-- WORK INSTRUCTIONS --
Extract every line below that contains the word "body".

-- TASK MATERIAL --
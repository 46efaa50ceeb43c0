//
//  rollbar-provider
//  api/teams.rs
//
//  Created by Ngonidzashe Mangudya on 2026/10/19.
//  Copyright (c) 2026 IAMNGONI. All rights reserved.
//

//! # Rollbar Team API
//!
//! Teams group users and grant them access to projects. Besides the team
//! itself, this module covers the two relations hanging off a team:
//!
//! - **team ↔ user**: membership, added directly or through an invitation
//! - **team ↔ project**: project assignment
//!
//! ## API Endpoints
//!
//! ```text
//! GET/POST          /teams
//! GET/DELETE        /team/{team_id}
//! GET               /team/{team_id}/users
//! GET/PUT/DELETE    /team/{team_id}/user/{user_id}
//! GET/POST          /team/{team_id}/invites
//! GET               /team/{team_id}/projects
//! GET/PUT/DELETE    /team/{team_id}/project/{project_id}
//! ```
//!
//! ## Notes
//!
//! - Teams cannot be updated in place.
//! - The membership and assignment checks answer with a bare status code;
//!   see [`Membership`].

use std::fmt;
use std::str::FromStr;

use serde::{Deserialize, Serialize};

use super::client::RollbarClient;
use super::common::{ApiError, Envelope, ListEnvelope, Membership, Response};
use super::invitations::{Invitation, InvitationResponse};
use super::users::User;
use crate::auth::TokenScope;

/// Represents a team in Rollbar.
#[derive(Debug, Clone, Default, PartialEq, Eq, Serialize, Deserialize)]
pub struct Team {
    #[serde(default, skip_serializing_if = "Option::is_none")]
    pub id: Option<u64>,

    #[serde(default, skip_serializing_if = "Option::is_none")]
    pub account_id: Option<u64>,

    #[serde(default, skip_serializing_if = "Option::is_none")]
    pub name: Option<String>,

    /// One of `standard`, `light` or `view`.
    #[serde(default, skip_serializing_if = "Option::is_none")]
    pub access_level: Option<String>,
}

/// The access level a team grants its members.
#[derive(Debug, Clone, Copy, PartialEq, Eq, Hash, Serialize, Deserialize)]
#[serde(rename_all = "lowercase")]
pub enum AccessLevel {
    Standard,
    Light,
    View,
}

impl AccessLevel {
    pub fn as_str(&self) -> &'static str {
        match self {
            Self::Standard => "standard",
            Self::Light => "light",
            Self::View => "view",
        }
    }
}

impl fmt::Display for AccessLevel {
    fn fmt(&self, f: &mut fmt::Formatter<'_>) -> fmt::Result {
        f.write_str(self.as_str())
    }
}

impl FromStr for AccessLevel {
    type Err = ApiError;

    fn from_str(s: &str) -> Result<Self, Self::Err> {
        match s {
            "standard" => Ok(Self::Standard),
            "light" => Ok(Self::Light),
            "view" => Ok(Self::View),
            other => Err(ApiError::InvalidRequest(format!(
                "unsupported access level {:?}, expected one of standard, light, view",
                other
            ))),
        }
    }
}

/// Request body for creating a team.
#[derive(Debug, Clone, PartialEq, Eq, Serialize)]
pub struct TeamRequest {
    pub name: String,
    pub access_level: AccessLevel,
}

/// A team and project relationship.
#[derive(Debug, Clone, Default, PartialEq, Eq, Serialize, Deserialize)]
pub struct TeamProjectAssoc {
    #[serde(default, skip_serializing_if = "Option::is_none")]
    pub team_id: Option<u64>,

    #[serde(default, skip_serializing_if = "Option::is_none")]
    pub project_id: Option<u64>,
}

/// Request body for inviting an email address to a team.
#[derive(Debug, Clone, PartialEq, Eq, Serialize)]
pub struct TeamInviteRequest {
    pub email: String,
}

/// Team operations. Obtained through [`RollbarClient::teams`].
///
/// Every call uses the account access token.
#[derive(Debug, Clone, Copy)]
pub struct TeamsService<'a> {
    client: &'a RollbarClient,
}

impl<'a> TeamsService<'a> {
    const SCOPE: TokenScope = TokenScope::Account;

    pub(crate) fn new(client: &'a RollbarClient) -> Self {
        Self { client }
    }

    /// Lists all teams.
    pub async fn list(&self) -> Result<(ListEnvelope<Team>, Response), ApiError> {
        self.client.get(Self::SCOPE, "/teams").await
    }

    /// Creates a team.
    pub async fn create(
        &self,
        request: &TeamRequest,
    ) -> Result<(Envelope<Team>, Response), ApiError> {
        self.client.post(Self::SCOPE, "/teams", request).await
    }

    /// Gets a single team.
    pub async fn get(&self, team_id: u64) -> Result<(Envelope<Team>, Response), ApiError> {
        self.client
            .get(Self::SCOPE, &format!("/team/{}", team_id))
            .await
    }

    /// Deletes a team.
    pub async fn delete(&self, team_id: u64) -> Result<Response, ApiError> {
        self.client
            .delete(Self::SCOPE, &format!("/team/{}", team_id))
            .await
    }

    /// Lists the users of a team.
    pub async fn list_users(
        &self,
        team_id: u64,
    ) -> Result<(ListEnvelope<User>, Response), ApiError> {
        self.client
            .get(Self::SCOPE, &format!("/team/{}/users", team_id))
            .await
    }

    /// Checks whether a user is a member of a team.
    ///
    /// Rollbar answers with a success status when the user belongs to the
    /// team and an error status otherwise.
    pub async fn is_user_member(&self, team_id: u64, user_id: u64) -> Result<Membership, ApiError> {
        let path = format!("/team/{}/user/{}", team_id, user_id);
        membership(self.client.get_raw(Self::SCOPE, &path).await)
    }

    /// Assigns a user to a team.
    pub async fn add_user(&self, team_id: u64, user_id: u64) -> Result<Response, ApiError> {
        self.client
            .put_raw::<()>(
                Self::SCOPE,
                &format!("/team/{}/user/{}", team_id, user_id),
                None,
            )
            .await
    }

    /// Removes a user from a team.
    pub async fn remove_user(&self, team_id: u64, user_id: u64) -> Result<Response, ApiError> {
        self.client
            .delete(Self::SCOPE, &format!("/team/{}/user/{}", team_id, user_id))
            .await
    }

    /// Invites an email address to a team.
    ///
    /// If the address belongs to an existing Rollbar user, they are added
    /// to the team immediately and the response only carries a message.
    /// Otherwise an invitation is created and returned. Use
    /// [`InvitationResponse::outcome`] to tell the two apart.
    pub async fn invite_user(
        &self,
        team_id: u64,
        request: &TeamInviteRequest,
    ) -> Result<(InvitationResponse, Response), ApiError> {
        self.client
            .post(Self::SCOPE, &format!("/team/{}/invites", team_id), request)
            .await
    }

    /// Lists the invitations of a team.
    pub async fn list_invitations(
        &self,
        team_id: u64,
    ) -> Result<(ListEnvelope<Invitation>, Response), ApiError> {
        self.client
            .get(Self::SCOPE, &format!("/team/{}/invites", team_id))
            .await
    }

    /// Lists the projects assigned to a team.
    pub async fn list_projects(
        &self,
        team_id: u64,
    ) -> Result<(ListEnvelope<TeamProjectAssoc>, Response), ApiError> {
        self.client
            .get(Self::SCOPE, &format!("/team/{}/projects", team_id))
            .await
    }

    /// Assigns a project to a team.
    pub async fn assign_project(
        &self,
        team_id: u64,
        project_id: u64,
    ) -> Result<(Envelope<TeamProjectAssoc>, Response), ApiError> {
        self.client
            .put::<_, ()>(
                Self::SCOPE,
                &format!("/team/{}/project/{}", team_id, project_id),
                None,
            )
            .await
    }

    /// Checks whether a project is assigned to a team.
    pub async fn has_project(&self, team_id: u64, project_id: u64) -> Result<Membership, ApiError> {
        let path = format!("/team/{}/project/{}", team_id, project_id);
        membership(self.client.get_raw(Self::SCOPE, &path).await)
    }

    /// Removes a project from a team.
    pub async fn remove_project(&self, team_id: u64, project_id: u64) -> Result<Response, ApiError> {
        self.client
            .delete(
                Self::SCOPE,
                &format!("/team/{}/project/{}", team_id, project_id),
            )
            .await
    }
}

/// Turns the result of a status-code-only check into a [`Membership`].
fn membership(result: Result<Response, ApiError>) -> Result<Membership, ApiError> {
    match result {
        Ok(response) => Ok(Membership::Present(response)),
        Err(ApiError::Status { response }) => Ok(Membership::Absent(*response)),
        Err(e) => Err(e),
    }
}

#[cfg(test)]
mod tests {
    use super::*;

    #[test]
    fn test_access_level_parse() {
        assert_eq!("light".parse::<AccessLevel>().unwrap(), AccessLevel::Light);
        assert!("admin".parse::<AccessLevel>().is_err());
    }

    #[test]
    fn test_team_request_serialization() {
        let request = TeamRequest {
            name: "ops".to_string(),
            access_level: AccessLevel::View,
        };
        assert_eq!(
            serde_json::to_value(&request).unwrap(),
            serde_json::json!({"name": "ops", "access_level": "view"})
        );
    }

    #[test]
    fn test_membership_from_status_error() {
        let response = Response {
            url: "u".to_string(),
            method: "GET".to_string(),
            status: "404 Not Found".to_string(),
            status_code: 404,
            body: String::new(),
        };
        let absent = membership(Err(ApiError::Status {
            response: Box::new(response.clone()),
        }))
        .unwrap();
        assert_eq!(absent, Membership::Absent(response));

        let failed = membership(Err(ApiError::InvalidRequest("x".to_string())));
        assert!(failed.is_err());
    }
}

-- EXERCISE RESPONSE --
/// Request body for creating a team.
/// Request body for inviting an email address to a team.
            body: String::new(),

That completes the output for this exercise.